Warning: This part is intended ONLY for those who want to install and test their own version in their HOME directory.
Summary
(a) For building: zlib (Installed. Can be checked by "ldconfig -p | grep libz"), cmake >= 2.8 (CCAST 2.8.12.2), g++ >= 4.8.4 (CCAST 4.8.5).
(b) For running: gzip (Installed) and bzip2 (Installed).
(c) For self-testing: Python 3 (module load).
(d) "-t" option for number of threads.
Details
In the following pages, we assume that you want to install the software in a directory named “SOFTWARE” inside your HOME directory on the CCAST’s Thunder cluster. “USERNAME” is your username on Thunder.
(a) Install
· Go to your software directory:
o "cd /gpfs1/home/USERNAME/SOFTWARE"
· Git clone the MEGAHIT:
o "git clone https://github.com/voutcn/megahit.git"
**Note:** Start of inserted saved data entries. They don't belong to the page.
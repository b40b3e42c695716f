//! Chunked bulk transfers for line geometry and points of interest.
//!
//! A line is sent as one descriptor frame followed by its coordinate frames:
//!
//! ```text
//! descriptor:  reserved:u16 | index:u16 | width:u8 (=4) | az_min:f32 | az_max:f32 | count:u32
//! coordinates: index:u16 | count:u16 | count × (azimuth:f32, altitude:f32)
//! ```
//!
//! Each coordinate frame carries at most 60 points (480 bytes). Points of
//! interest are one frame each:
//!
//! ```text
//! sector:u8 | azimuth:f32 | altitude:f32 | importance:f32 | elevation:f32 | distance:f32 | name | 0x00
//! ```

use crate::command::Command;
use crate::constants::*;
use crate::entities::{LinePoint, LineSegment, PointOfInterest};
use crate::error::LinkError;
use crate::frame::Frame;
use crate::records::{null_terminated, read_record};
use bytes::{BufMut, BytesMut};
use zerocopy::byteorder::little_endian::{F32, U16, U32};
use zerocopy::{FromBytes, Immutable, IntoBytes, KnownLayout, Unaligned};

#[derive(Debug, Clone, Copy, FromBytes, IntoBytes, KnownLayout, Immutable, Unaligned)]
#[repr(C)]
pub struct LineDescriptorRaw {
    pub reserved: U16,
    pub index: U16,
    pub coordinate_width: u8,
    pub azimuth_min: F32,
    pub azimuth_max: F32,
    pub point_count: U32,
}

#[derive(Debug, Clone, Copy, FromBytes, IntoBytes, KnownLayout, Immutable, Unaligned)]
#[repr(C)]
pub struct CoordinateChunkHeaderRaw {
    pub index: U16,
    pub count: U16,
}

#[derive(Debug, Clone, Copy, FromBytes, IntoBytes, KnownLayout, Immutable, Unaligned)]
#[repr(C)]
pub struct PointRaw {
    pub azimuth: F32,
    pub altitude: F32,
}

#[derive(Debug, Clone, Copy, FromBytes, IntoBytes, KnownLayout, Immutable, Unaligned)]
#[repr(C)]
pub struct PoiHeaderRaw {
    pub sector: u8,
    pub azimuth: F32,
    pub altitude: F32,
    pub importance: F32,
    pub elevation: F32,
    pub distance: F32,
}

const _: () = assert!(size_of::<LineDescriptorRaw>() == 17);
const _: () = assert!(size_of::<PointRaw>() == POINT_SIZE);
const _: () = assert!(size_of::<PoiHeaderRaw>() == 21);

impl From<LinePoint> for PointRaw {
    fn from(point: LinePoint) -> Self {
        Self {
            azimuth: F32::new(point.azimuth),
            altitude: F32::new(point.altitude),
        }
    }
}

impl From<PointRaw> for LinePoint {
    fn from(raw: PointRaw) -> Self {
        LinePoint::new(raw.azimuth.get(), raw.altitude.get())
    }
}

/// Decoded line descriptor
#[derive(Debug, Clone, Copy, PartialEq)]
pub struct LineDescriptor {
    pub index: u16,
    pub coordinate_width: u8,
    pub azimuth_min: f32,
    pub azimuth_max: f32,
    pub point_count: u32,
}

impl LineDescriptor {
    pub fn decode(payload: &[u8]) -> Result<Self, LinkError> {
        let raw = read_record::<LineDescriptorRaw>(payload)?;
        Ok(Self {
            index: raw.index.get(),
            coordinate_width: raw.coordinate_width,
            azimuth_min: raw.azimuth_min.get(),
            azimuth_max: raw.azimuth_max.get(),
            point_count: raw.point_count.get(),
        })
    }
}

/// Decoded coordinate frame
#[derive(Debug, Clone, PartialEq)]
pub struct CoordinateChunk {
    pub index: u16,
    pub points: Vec<LinePoint>,
}

impl CoordinateChunk {
    pub fn decode(payload: &[u8]) -> Result<Self, LinkError> {
        let header = read_record::<CoordinateChunkHeaderRaw>(payload)?;
        let count = header.count.get() as usize;
        let body = &payload[size_of::<CoordinateChunkHeaderRaw>()..];
        let expected = count * POINT_SIZE;
        if body.len() < expected {
            return Err(LinkError::ShortResponse {
                expected: size_of::<CoordinateChunkHeaderRaw>() + expected,
                actual: payload.len(),
            });
        }
        let points = <[PointRaw]>::ref_from_bytes(&body[..expected])
            .map_err(|_| LinkError::InvalidArgument("misaligned coordinate data".to_string()))?
            .iter()
            .map(|raw| LinePoint::from(*raw))
            .collect();
        Ok(Self {
            index: header.index.get(),
            points,
        })
    }
}

/// Descriptor frame announcing a line and its point count.
pub fn descriptor_frame(segment: &LineSegment) -> Frame {
    let raw = LineDescriptorRaw {
        reserved: U16::new(0),
        index: U16::new(segment.index),
        coordinate_width: COORDINATE_WIDTH,
        azimuth_min: F32::new(segment.azimuth_min),
        azimuth_max: F32::new(segment.azimuth_max),
        point_count: U32::new(segment.points.len() as u32),
    };
    Frame {
        command: Command::LineDescriptor,
        payload: raw.as_bytes().to_vec().into(),
    }
}

/// Split points into coordinate-frame sized chunks, preserving order.
pub fn chunk_points(points: &[LinePoint]) -> std::slice::Chunks<'_, LinePoint> {
    points.chunks(POINTS_PER_CHUNK)
}

/// One coordinate frame for `chunk` (at most 60 points) of line `index`.
pub fn coordinate_frame(index: u16, chunk: &[LinePoint]) -> Frame {
    debug_assert!(chunk.len() <= POINTS_PER_CHUNK);
    let header = CoordinateChunkHeaderRaw {
        index: U16::new(index),
        count: U16::new(chunk.len() as u16),
    };
    let mut buf = BytesMut::with_capacity(
        size_of::<CoordinateChunkHeaderRaw>() + chunk.len() * POINT_SIZE,
    );
    buf.put_slice(header.as_bytes());
    for point in chunk {
        buf.put_slice(PointRaw::from(*point).as_bytes());
    }
    Frame {
        command: Command::LineCoordinates,
        payload: buf.freeze(),
    }
}

/// Every frame for one line: the descriptor first, then its coordinate chunks.
pub fn line_frames(segment: &LineSegment) -> Vec<Frame> {
    std::iter::once(descriptor_frame(segment))
        .chain(chunk_points(&segment.points).map(|chunk| coordinate_frame(segment.index, chunk)))
        .collect()
}

/// The single frame carrying one point of interest.
pub fn poi_frame(poi: &PointOfInterest) -> Result<Frame, LinkError> {
    if poi.sector >= SECTOR_COUNT {
        return Err(LinkError::InvalidArgument(format!(
            "sector {} out of range 0..{}",
            poi.sector, SECTOR_COUNT
        )));
    }
    if poi.name.as_bytes().contains(&0) {
        return Err(LinkError::InvalidArgument(format!(
            "point of interest name {:?} contains a null byte",
            poi.name
        )));
    }
    let header = PoiHeaderRaw {
        sector: poi.sector,
        azimuth: F32::new(poi.azimuth),
        altitude: F32::new(poi.altitude),
        importance: F32::new(poi.importance),
        elevation: F32::new(poi.elevation),
        distance: F32::new(poi.distance),
    };
    let mut buf = BytesMut::with_capacity(size_of::<PoiHeaderRaw>() + poi.name.len() + 1);
    buf.put_slice(header.as_bytes());
    buf.put_slice(poi.name.as_bytes());
    buf.put_u8(0);
    Ok(Frame::new(Command::PointOfInterest, buf.freeze())?)
}

/// Decode a point-of-interest frame payload.
pub fn decode_poi(payload: &[u8]) -> Result<PointOfInterest, LinkError> {
    let header = read_record::<PoiHeaderRaw>(payload)?;
    let name = null_terminated(&payload[size_of::<PoiHeaderRaw>()..]);
    Ok(PointOfInterest {
        sector: header.sector,
        azimuth: header.azimuth.get(),
        altitude: header.altitude.get(),
        importance: header.importance.get(),
        elevation: header.elevation.get(),
        distance: header.distance.get(),
        name,
    })
}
· Go to the MEGAHIT directory and update the submodule:
o "cd megahit"
o "git submodule update --init"
· Create a build directory and go into it:
o "mkdir build && cd build"
· Build and Self-test: (Self-test needs Python3)
o "cmake .. -DCMAKE_BUILD_TYPE=Release"
o "make -j4"
· Make test
o "module load python/3.4.3-gcc"
o "make simple_test"
(b) Test
· Make a test directory and go into it:
o "cd /gpfs1/scratch/USERNAME "
o "mkdir Megahit_example"
o "cd Megahit_example"
· Copy two pair-end sequences from the given test data to current location:
o "cp /gpfs1/home/USERNAME/SOFTWARE/megahit/test_data/r3* ."
· Write and submit the job
o "qsub megahit_job.pbs"
------------------------------------------- file megahit_job.pbs -------------------------------------------
#!/bin/bash
#PBS -q default
#PBS -N test
##does not work for multiple nodes (i.e., select=1)
##change mem, ncpus, and walltime as needed:
#PBS -l select=1:mem=10gb:ncpus=4
#PBS -l walltime=02:00:00
## Replace “x-ccast-prj” with “x-ccast-prj-[your project group name here]”
#PBS -W group_list=x-ccast-prj
cd $PBS_O_WORKDIR
# Set path to MEGAHIT binaries
export MY_MEGAHIT=/gpfs1/home/USERNAME/SOFTWARE/megahit/build
$MY_MEGAHIT/megahit -1 r3_1.fa -2 r3_2.fa -t $NCPUS -o OUTPUT_DIR
exit 0